DATA SUPPLIED ::
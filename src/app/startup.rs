use super::{ComponentState, DoorsnapOrchestrator};
use crate::error::{DoorsnapError, Result};
use crate::capture::CaptureTrigger;
use crate::events::{DoorEvent, EventFilter};
use std::sync::Arc;
use std::time::{Duration, SystemTime};
use tracing::{debug, error, info, warn};

impl DoorsnapOrchestrator {
    /// Register every component as stopped
    pub async fn initialize(&mut self) -> Result<()> {
        info!("Initializing doorsnap components");

        let mut states = self.component_states.lock().await;
        for component in ["camera", "gpio", "transport", "session", "sensor"] {
            states.insert(component.to_string(), ComponentState::Stopped);
        }
        if self.command.is_some() {
            states.insert("command".to_string(), ComponentState::Stopped);
        }
        if self.heartbeat.is_some() {
            states.insert("heartbeat".to_string(), ComponentState::Stopped);
        }
        if self.simulator.is_some() {
            states.insert("simulator".to_string(), ComponentState::Stopped);
        }
        drop(states);

        info!("All components initialized successfully");
        Ok(())
    }

    /// Check the hardware-facing setup without starting anything that runs
    pub async fn probe(&self) -> Result<()> {
        info!("Probing {}", self.camera.describe());
        self.camera.probe().await.map_err(|e| {
            error!("Camera unavailable: {}", e);
            DoorsnapError::setup("camera", e.to_string())
        })?;
        self.pipeline.prepare().await?;

        self.io
            .setup_input(self.config.sensor.pin, self.config.sensor.bias)
            .map_err(|e| {
                error!("Failed to configure sensor pin: {}", e);
                DoorsnapError::setup("gpio", e.to_string())
            })?;

        Ok(())
    }

    /// Start all components. Nothing listens to the door before the
    /// transport has reported ready.
    pub async fn start(&mut self) -> Result<()> {
        info!("Starting doorsnap");

        self.set_component_state("camera", ComponentState::Starting).await;
        self.set_component_state("gpio", ComponentState::Starting).await;
        if let Err(e) = self.probe().await {
            self.set_component_state("camera", ComponentState::Failed).await;
            self.set_component_state("gpio", ComponentState::Failed).await;
            return Err(e);
        }
        self.set_component_state("camera", ComponentState::Running).await;
        self.set_component_state("gpio", ComponentState::Running).await;

        self.register_transport_hooks();

        self.set_component_state("transport", ComponentState::Starting).await;
        let ready_timeout = Duration::from_secs(self.config.transport.ready_timeout_secs);
        let transport_started = match self.transport.start().await {
            Ok(()) => self.transport.wait_ready(ready_timeout).await,
            Err(e) => Err(e),
        };
        if let Err(e) = transport_started {
            self.set_component_state("transport", ComponentState::Failed).await;
            error!("Transport failed to start: {}", e);
            return Err(DoorsnapError::setup("transport", e.to_string()));
        }
        self.set_component_state("transport", ComponentState::Running).await;
        if self.command.is_some() {
            self.set_component_state("command", ComponentState::Running).await;
        }

        self.set_component_state("session", ComponentState::Starting).await;
        self.tasks.push(Arc::clone(&self.session).listen());
        self.set_component_state("session", ComponentState::Running).await;

        self.set_component_state("sensor", ComponentState::Starting).await;
        let event_bus = Arc::clone(&self.event_bus);
        self.tasks.push(self.sensor.start(move |state| {
            if let Err(e) = event_bus.publish(DoorEvent::DoorEdge {
                state,
                timestamp: SystemTime::now(),
            }) {
                warn!("Door edge not delivered: {}", e);
            }
        }));
        self.set_component_state("sensor", ComponentState::Running).await;

        if let Some(heartbeat) = &self.heartbeat {
            self.set_component_state("heartbeat", ComponentState::Starting).await;
            match heartbeat.start() {
                Ok(task) => {
                    self.tasks.push(task);
                    self.set_component_state("heartbeat", ComponentState::Running).await;
                }
                Err(e) => {
                    self.set_component_state("heartbeat", ComponentState::Failed).await;
                    return Err(DoorsnapError::setup("heartbeat", e.to_string()));
                }
            }
        }

        if let Some(simulator) = &self.simulator {
            self.set_component_state("simulator", ComponentState::Starting).await;
            simulator.start(Arc::clone(&self.event_bus)).await?;
            self.set_component_state("simulator", ComponentState::Running).await;
        }

        self.start_manual_capture_listener();

        info!("doorsnap started, sending photos to {}", self.recipient);
        Ok(())
    }

    fn register_transport_hooks(&self) {
        self.transport.on_pairing_challenge(|challenge| {
            info!("Pairing required: {}", challenge);
            println!("Pair the messaging account: {}", challenge);
        });

        let event_bus = Arc::clone(&self.event_bus);
        self.transport.on_ready(move || {
            let _ = event_bus.publish(DoorEvent::TransportReady);
        });

        if let Some(command) = &self.command {
            command.attach(&self.transport);
        }
    }

    /// Local capture requests go to the fixed recipient
    fn start_manual_capture_listener(&mut self) {
        let mut receiver = self.event_bus.subscribe_filtered(
            EventFilter::EventTypes(vec!["manual_capture_requested"]),
            "manual_capture",
        );
        let pipeline = Arc::clone(&self.pipeline);
        let recipient = self.recipient.clone();
        let token = self.cancellation_token.clone();

        self.tasks.push(tokio::spawn(async move {
            loop {
                tokio::select! {
                    biased;
                    _ = token.cancelled() => break,
                    event = receiver.recv() => match event {
                        Ok(_) => {
                            let pipeline = Arc::clone(&pipeline);
                            let recipient = recipient.clone();
                            tokio::spawn(async move {
                                pipeline.run_once(&recipient, CaptureTrigger::Manual).await;
                            });
                        }
                        Err(crate::error::EventBusError::Lagged { .. }) => continue,
                        Err(e) => {
                            debug!("Manual capture listener ending: {}", e);
                            break;
                        }
                    }
                }
            }
        }));
    }
}
use super::SensorState;
use crate::config::SensorConfig;
use crate::gpio::{DigitalIo, Level};
use parking_lot::Mutex;
use std::sync::Arc;
use std::time::Duration;
use tokio::task::JoinHandle;
use tokio::time::{interval, MissedTickBehavior};
use tokio_util::sync::CancellationToken;
use tracing::{debug, info, warn};

/// Compares each reading against the last *reported* state.
///
/// The first real reading after `Unknown` is always reported, so a door that
/// is already open at startup still produces an `Open` edge.
#[derive(Debug)]
pub struct EdgeDetector {
    last_reported: SensorState,
}

impl EdgeDetector {
    pub fn new() -> Self {
        Self {
            last_reported: SensorState::Unknown,
        }
    }

    pub fn last_reported(&self) -> SensorState {
        self.last_reported
    }

    /// Returns the new state when `reading` differs from the last report
    pub fn observe(&mut self, reading: SensorState) -> Option<SensorState> {
        if reading == SensorState::Unknown || reading == self.last_reported {
            return None;
        }
        self.last_reported = reading;
        Some(reading)
    }
}

impl Default for EdgeDetector {
    fn default() -> Self {
        Self::new()
    }
}

/// Polls the door contact at a fixed cadence and reports stable edges
pub struct SensorMonitor {
    io: Arc<dyn DigitalIo>,
    pin: u8,
    open_level: Level,
    poll_interval: Duration,
    detector: Arc<Mutex<EdgeDetector>>,
    cancellation_token: CancellationToken,
}

impl SensorMonitor {
    pub fn new(io: Arc<dyn DigitalIo>, config: &SensorConfig) -> Self {
        Self::with_parts(io, config.pin, config.open_level, config.poll_interval())
    }

    pub fn with_parts(
        io: Arc<dyn DigitalIo>,
        pin: u8,
        open_level: Level,
        poll_interval: Duration,
    ) -> Self {
        Self {
            io,
            pin,
            open_level,
            poll_interval,
            detector: Arc::new(Mutex::new(EdgeDetector::new())),
            cancellation_token: CancellationToken::new(),
        }
    }

    /// Last state handed to `on_edge`
    pub fn current_state(&self) -> SensorState {
        self.detector.lock().last_reported()
    }

    /// Start the poll loop; `on_edge` runs on the poll task for every edge.
    ///
    /// The loop runs until [`SensorMonitor::stop`] is called. Read failures
    /// count as "no change" for that tick.
    pub fn start<F>(&self, on_edge: F) -> JoinHandle<()>
    where
        F: Fn(SensorState) + Send + Sync + 'static,
    {
        info!(
            "Starting sensor monitor on pin {} every {:?} (open = {})",
            self.pin, self.poll_interval, self.open_level
        );

        let io = Arc::clone(&self.io);
        let pin = self.pin;
        let open_level = self.open_level;
        let detector = Arc::clone(&self.detector);
        let token = self.cancellation_token.clone();
        let poll_interval = self.poll_interval;

        tokio::spawn(async move {
            let mut ticker = interval(poll_interval);
            ticker.set_missed_tick_behavior(MissedTickBehavior::Delay);

            loop {
                tokio::select! {
                    biased;
                    _ = token.cancelled() => {
                        debug!("Sensor monitor on pin {} stopping", pin);
                        break;
                    }
                    _ = ticker.tick() => {
                        let reading = match io.read_pin(pin) {
                            Ok(level) => SensorState::from_level(level, open_level),
                            Err(e) => {
                                warn!("Sensor read failed, treating as no change: {}", e);
                                continue;
                            }
                        };

                        let edge = detector.lock().observe(reading);
                        if let Some(state) = edge {
                            on_edge(state);
                        }
                    }
                }
            }
        })
    }

    pub fn stop(&self) {
        self.cancellation_token.cancel();
    }
}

TO DO :: From the material above, give the number of lines that contain the string "DigitalIo", without any added remark.

YOUR SOLUTION :: 4